Aussie teenage ace Emerson Jones had her moments in an exciting French Open debut in Paris. -EPA

Emerson Jones won't remember her third comprehensive grand slam trouncing with any sense of dismay or regret.

Neither will she dwell on the fact it took modern-day tennis great Iga Swiatek just an hour to take her to school at the French Open on Monday with a 6-1 6-2 education.

No, what this enthusiastic, tough teenage Aussie, the youngest player in the women's world's top 150, will recall is the moment she blasted a marvellous inside-out forehand winner to leave the four-time champ wrong-footed and just a little stunned to have her serve broken.

Coming after she'd lost the first eight points of the match on her most daunting of Court Philippe Chatrier debuts, it was one of those moments that reminded the exceptional 17-year-old Gold Coast prospect that her time will come.     

There were a few moments like that over the hour, so no wonder Jones felt she could give herself a pat on the back.
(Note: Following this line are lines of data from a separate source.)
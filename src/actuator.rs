#![warn(clippy::pedantic)]

use std::path::{Path, PathBuf};
use std::{fs, io};

/// The actuator-side view of the system: the deformable-mirror parameter
/// list (focus is element 0) and the dazzler's two spectral-phase orders.
/// This struct is the single owner of those values; the optimizer core never
/// touches the parameter files itself.
#[derive(Debug, Clone, PartialEq, Eq)]
pub struct ActuatorState {
    mirror: Vec<i32>,
    order2: i32,
    order3: i32,
}

impl ActuatorState {
    /// Parse the two flat parameter files: the mirror file is
    /// whitespace-separated integers, the dazzler file holds
    /// `order2 = <int>` and `order3 = <int>` lines.
    /// # Errors
    /// Returns a description of the first malformed or missing field.
    pub fn parse(mirror_text: &str, dazzler_text: &str) -> Result<Self, String> {
        let mirror = mirror_text
            .split_whitespace()
            .map(|tok| {
                tok.parse::<i32>()
                    .map_err(|_| format!("bad mirror parameter '{tok}'"))
            })
            .collect::<Result<Vec<i32>, String>>()?;
        if mirror.is_empty() {
            return Err("mirror parameter file holds no values".into());
        }

        let mut order2 = None;
        let mut order3 = None;
        for line in dazzler_text.lines() {
            let mut parts = line.splitn(2, '=');
            let key = parts.next().unwrap_or_default().trim();
            let Some(raw) = parts.next() else { continue };
            let val = raw
                .trim()
                .parse::<i32>()
                .map_err(|_| format!("bad dazzler value in line '{line}'"))?;
            match key {
                "order2" => order2 = Some(val),
                "order3" => order3 = Some(val),
                _ => {}
            }
        }
        Ok(ActuatorState {
            mirror,
            order2: order2.ok_or("dazzler parameter file is missing order2")?,
            order3: order3.ok_or("dazzler parameter file is missing order3")?,
        })
    }

    #[inline]
    #[must_use]
    pub fn focus(&self) -> i32 {
        self.mirror[0]
    }

    #[inline]
    #[must_use]
    pub fn order2(&self) -> i32 {
        self.order2
    }

    #[inline]
    #[must_use]
    pub fn order3(&self) -> i32 {
        self.order3
    }

    pub fn set(&mut self, focus: i32, order2: i32, order3: i32) {
        self.mirror[0] = focus;
        self.order2 = order2;
        self.order3 = order3;
    }

    /// Render the mirror file contents (all parameters, space separated).
    #[must_use]
    pub fn mirror_line(&self) -> String {
        self.mirror
            .iter()
            .map(ToString::to_string)
            .collect::<Vec<String>>()
            .join(" ")
    }

    /// Render the dazzler file contents.
    #[must_use]
    pub fn dazzler_lines(&self) -> String {
        format!("order2 = {}\norder3 = {}\n", self.order2, self.order3)
    }
}

/// File-backed sink: owns the state plus the paths of the two parameter
/// files the mirror and dazzler machines consume.
#[derive(Debug)]
pub struct ActuatorFiles {
    pub state: ActuatorState,
    mirror_path: PathBuf,
    dazzler_path: PathBuf,
}

impl ActuatorFiles {
    /// Read and parse both parameter files.
    /// # Errors
    /// Returns a message naming the file that failed to read or parse.
    pub fn load(mirror_path: &Path, dazzler_path: &Path) -> Result<Self, String> {
        let mirror_text = fs::read_to_string(mirror_path)
            .map_err(|e| format!("failed to read {}: {e}", mirror_path.display()))?;
        let dazzler_text = fs::read_to_string(dazzler_path)
            .map_err(|e| format!("failed to read {}: {e}", dazzler_path.display()))?;
        Ok(ActuatorFiles {
            state: ActuatorState::parse(&mirror_text, &dazzler_text)?,
            mirror_path: mirror_path.into(),
            dazzler_path: dazzler_path.into(),
        })
    }

    /// Write the triple back to both files. Idempotent: persisting an
    /// unchanged triple rewrites identical bytes, so frozen tracks may call
    /// this every tick.
    /// # Errors
    /// Propagates the underlying filesystem error.
    pub fn persist(&mut self, focus: i32, order2: i32, order3: i32) -> io::Result<()> {
        self.state.set(focus, order2, order3);
        fs::write(&self.mirror_path, self.state.mirror_line())?;
        fs::write(&self.dazzler_path, self.state.dazzler_lines())?;
        Ok(())
    }
}

#[cfg(test)]
mod tests {
    use super::*;

    #[test]
    fn parses_both_formats() {
        let state =
            ActuatorState::parse("-150 3 17 0", "order2 = 36100\norder3 = -27000\n").unwrap();
        assert_eq!(state.focus(), -150);
        assert_eq!(state.order2(), 36_100);
        assert_eq!(state.order3(), -27_000);
    }

    #[test]
    fn rejects_malformed_input() {
        assert!(ActuatorState::parse("", "order2 = 1\norder3 = 2\n").is_err());
        assert!(ActuatorState::parse("12 abc", "order2 = 1\norder3 = 2\n").is_err());
        assert!(ActuatorState::parse("12", "order2 = 1\n").is_err());
        assert!(ActuatorState::parse("12", "order2 = x\norder3 = 2\n").is_err());
    }

    #[test]
    fn render_roundtrips() {
        let mirror = "-150 3 17 0";
        let dazzler = "order2 = 36100\norder3 = -27000\n";
        let state = ActuatorState::parse(mirror, dazzler).unwrap();
        assert_eq!(state.mirror_line(), mirror);
        assert_eq!(state.dazzler_lines(), dazzler);
        let reparsed = ActuatorState::parse(&state.mirror_line(), &state.dazzler_lines()).unwrap();
        assert_eq!(reparsed, state);
    }

    #[test]
    fn set_preserves_trailing_mirror_parameters() {
        let mut state =
            ActuatorState::parse("-150 3 17 0", "order2 = 36100\norder3 = -27000\n").unwrap();
        state.set(-149, 36_099, -26_999);
        assert_eq!(state.mirror_line(), "-149 3 17 0");
        assert_eq!(state.dazzler_lines(), "order2 = 36099\norder3 = -26999\n");
    }

    #[test]
    fn persist_rewrites_both_files_on_disk() {
        let dir = std::env::temp_dir().join(format!("rustatron_actuator_{}", std::process::id()));
        fs::create_dir_all(&dir).unwrap();
        let mirror = dir.join("dm_parameters.txt");
        let dazzler = dir.join("dazzler_parameters.txt");
        fs::write(&mirror, "-150 3 17 0").unwrap();
        fs::write(&dazzler, "order2 = 36100\norder3 = -27000\n").unwrap();

        let mut files = ActuatorFiles::load(&mirror, &dazzler).unwrap();
        files.persist(-149, 36_099, -26_999).unwrap();
        let first = (
            fs::read_to_string(&mirror).unwrap(),
            fs::read_to_string(&dazzler).unwrap(),
        );
        assert_eq!(first.0, "-149 3 17 0");
        assert_eq!(first.1, "order2 = 36099\norder3 = -26999\n");

        // persisting the same triple again leaves identical bytes
        files.persist(-149, 36_099, -26_999).unwrap();
        let second = (
            fs::read_to_string(&mirror).unwrap(),
            fs::read_to_string(&dazzler).unwrap(),
        );
        assert_eq!(second, first);

        let reloaded = ActuatorFiles::load(&mirror, &dazzler).unwrap();
        assert_eq!(reloaded.state, files.state);

        fs::remove_dir_all(&dir).ok();
    }

    #[test]
    fn persisting_unchanged_triple_is_idempotent() {
        let mut state =
            ActuatorState::parse("-150", "order2 = 36100\norder3 = -27000\n").unwrap();
        state.set(-149, 36_099, -26_999);
        let first = (state.mirror_line(), state.dazzler_lines());
        state.set(-149, 36_099, -26_999);
        assert_eq!((state.mirror_line(), state.dazzler_lines()), first);
    }
}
"At the start of the first set and the second set when I was a bit close, it was pretty exciting. Got a bit of belief there for a second. Yeah, I think I played pretty well," she mused. 
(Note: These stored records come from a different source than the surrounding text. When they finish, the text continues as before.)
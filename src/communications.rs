#![warn(clippy::pedantic)]

use bytes::Bytes;
use chrono::Local;
use futures::future::FutureExt;
use gethostname::gethostname;
use zeromq::prelude::*;

use super::optimizer::{AscentOptimizer, NUM_TRACKS};

use std::collections::VecDeque;
use std::panic::{catch_unwind, AssertUnwindSafe};
use std::str;
use std::time::Instant;

macro_rules! to_bytes {
    ($collection:expr) => {
        $collection.iter().flat_map(|x| x.to_le_bytes())
    };
}

/// Telemetry and remote control for the running optimizer: a PUB socket that
/// periodically publishes the ring-buffer logs as multipart frames, and a REP
/// socket serving get/set commands.
pub struct OptimizerComms {
    hostname: String,
    logs_sock: zeromq::PubSocket,
    logs_port: u16,
    command_sock: zeromq::RepSocket,
    command_port: u16,
    logs_publish_frequency_exponent: u8,
    outgoing_bytes: Vec<Bytes>,
    start_time: Instant,
}

impl OptimizerComms {
    #[must_use]
    pub fn new() -> Option<Self> {
        let hostname = gethostname().into_string().ok()?;
        let mut outgoing_bytes: Vec<Bytes> = Vec::new();
        outgoing_bytes.push(Bytes::copy_from_slice(hostname.as_bytes()));

        Some(OptimizerComms {
            hostname,
            logs_sock: zeromq::PubSocket::new(),
            logs_port: 8080,
            command_sock: zeromq::RepSocket::new(),
            command_port: 8081,
            logs_publish_frequency_exponent: 8,
            outgoing_bytes,
            start_time: Instant::now(),
        })
    }

    #[inline]
    #[must_use]
    pub fn logs_port(&self) -> u16 {
        self.logs_port
    }
    #[inline]
    #[must_use]
    pub fn command_port(&self) -> u16 {
        self.command_port
    }

    pub fn set_log_publish_frequency(&mut self, num_ticks: u32) {
        // round `num_ticks` down to the nearest power of 2
        self.logs_publish_frequency_exponent = num_ticks.checked_ilog2().unwrap_or(0) as u8;
    }

    #[inline]
    #[must_use]
    pub fn should_publish_logs(&self, tick_count: u64) -> bool {
        (tick_count & ((1 << self.logs_publish_frequency_exponent) - 1)) == 0
    }

    /// Poll the command socket without blocking; if a request is pending,
    /// route it into the optimizer and reply. Returns the handled command, if
    /// any. A panic inside the socket stack tears both sockets down and
    /// rebinds them.
    pub async fn handle_socket_request(&mut self, opt: &mut AscentOptimizer) -> Option<String> {
        let polled = catch_unwind(AssertUnwindSafe(|| self.command_sock.recv().now_or_never()));
        let cmd_msg = match polled {
            Ok(pending) => pending?.ok()?,
            Err(_) => {
                let _ = self.unbind_sockets().await;
                let _ = self.bind_sockets(self.logs_port, self.command_port).await;
                return None;
            }
        };
        let cmd = str::from_utf8(cmd_msg.get(0)?).ok()?;
        let _ = if let Ok(s) = opt.process_command(cmd.split(':')) {
            self.command_sock.send(s.into()).await
        } else {
            eprintln!("[{}] failed to process command [{}]", Local::now(), cmd);
            self.command_sock
                .send(format!("Command '{cmd}' not recognized").into())
                .await
        };
        Some(cmd.to_string())
    }

    /// Publish the current telemetry window: hostname, tick counter, elapsed
    /// seconds, objective and total-gradient logs, then per-track value and
    /// derivative logs and the convergence flags.
    /// # Errors
    /// Propagates any zeromq error in the socket send operation.
    pub async fn publish_logs(&mut self, opt: &AscentOptimizer) -> zeromq::ZmqResult<()> {
        while self.outgoing_bytes.len() < 6 + 2 * NUM_TRACKS {
            self.outgoing_bytes.push(Bytes::new());
        }
        // reuse each frame's allocation across publishes
        for (index, frame) in self.outgoing_bytes.iter_mut().enumerate() {
            macro_rules! match_arm {
                ($($new_bytes:expr),*) => {{
                    let previous_buffer = ::std::mem::replace(frame, Bytes::new());
                    let mut as_vec: Vec<u8> = previous_buffer.into();
                    as_vec.clear();
                    $(as_vec.extend($new_bytes);)*
                    *frame = Bytes::from(as_vec);
                }};
            }
            match index {
                0 => match_arm!(self.hostname.as_bytes()),
                1 => match_arm!(opt.tick_count().to_le_bytes()),
                2 => match_arm!(self.start_time.elapsed().as_secs().to_le_bytes()),
                3 => match_arm!(to_bytes!(opt.objective_log)),
                4 => match_arm!(to_bytes!(opt.gradient_log)),
                5 | 6 | 7 => match_arm!(to_bytes!(opt.value_logs[index - 5])),
                8 | 9 | 10 => match_arm!(to_bytes!(opt.derivative_logs[index - 8])),
                11 => {
                    match_arm!([
                        u8::from(opt.focus.converged()),
                        u8::from(opt.second_dispersion.converged()),
                        u8::from(opt.third_dispersion.converged()),
                        u8::from(opt.is_converged())
                    ])
                }
                _ => {}
            }
        }

        let msg: VecDeque<Bytes> = self.outgoing_bytes.iter().cloned().collect();
        self.logs_sock.send(msg.try_into().unwrap()).await
    }

    /// # Errors
    /// In case of any zmq error, aborts early and returns the error.
    pub async fn bind_sockets(
        &mut self,
        log_port: u16,
        command_port: u16,
    ) -> zeromq::ZmqResult<()> {
        self.logs_sock
            .bind(format!("tcp://0.0.0.0:{log_port}").as_str())
            .await?;
        self.logs_port = log_port;
        self.command_sock
            .bind(format!("tcp://0.0.0.0:{command_port}").as_str())
            .await?;
        self.command_port = command_port;
        Ok(())
    }

    /// # Errors
    /// In case of any zmq error, aborts early and returns the error.
    pub async fn unbind_sockets(&mut self) -> zeromq::ZmqResult<()> {
        let _ = self.logs_sock.unbind_all().await;
        let _ = self.command_sock.unbind_all().await;
        Ok(())
    }
}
"Even just being in front of the crowd on that court - I'm Australian, I'm 17, I'm playing on that court. I mean, it's really exciting."

Jones has been fantastically unlucky in one sense in these first three slams - the past two Australian Opens and now her overseas debut - as she's drawn two multiple grand slam champs in Elena Rybakina and Swiatek, and the dazzling young Canadian Victoria Mboko, now herself a top-tenner.

But though she's won just 10 games combined in those defeats, she swears that those chastening experiences are part of the reason she's already risen to world No.136.

"I'm obviously a way off from these top women, like Iga and Rybakina, (Aryna) Sabalenka, all of them," says the daughter of 2004 Olympic triathlon silver medallist Loretta Harrop and former Aussie Rules player Brad Jones

"It's tricky coming up against someone like that when you haven't played many top women, but I've just gotta keep believing, and it's great I get to play them now so later on I can believe a bit more.

"Not many 17-year-olds get to say they've played both Rybakina and Swiatek ... really special, also, really tough when you're out there!"

Things are changing fast for the former junior world No.1 as she sets off for a busy grass-court campaign, hoping to qualify or be given a wildcard to Wimbledon as she was in Paris.

"I'm restricted on how many tournaments I can play because I'm 17, so when that really frees up and I turn 18, just after Wimbledon, I can play whatever I want."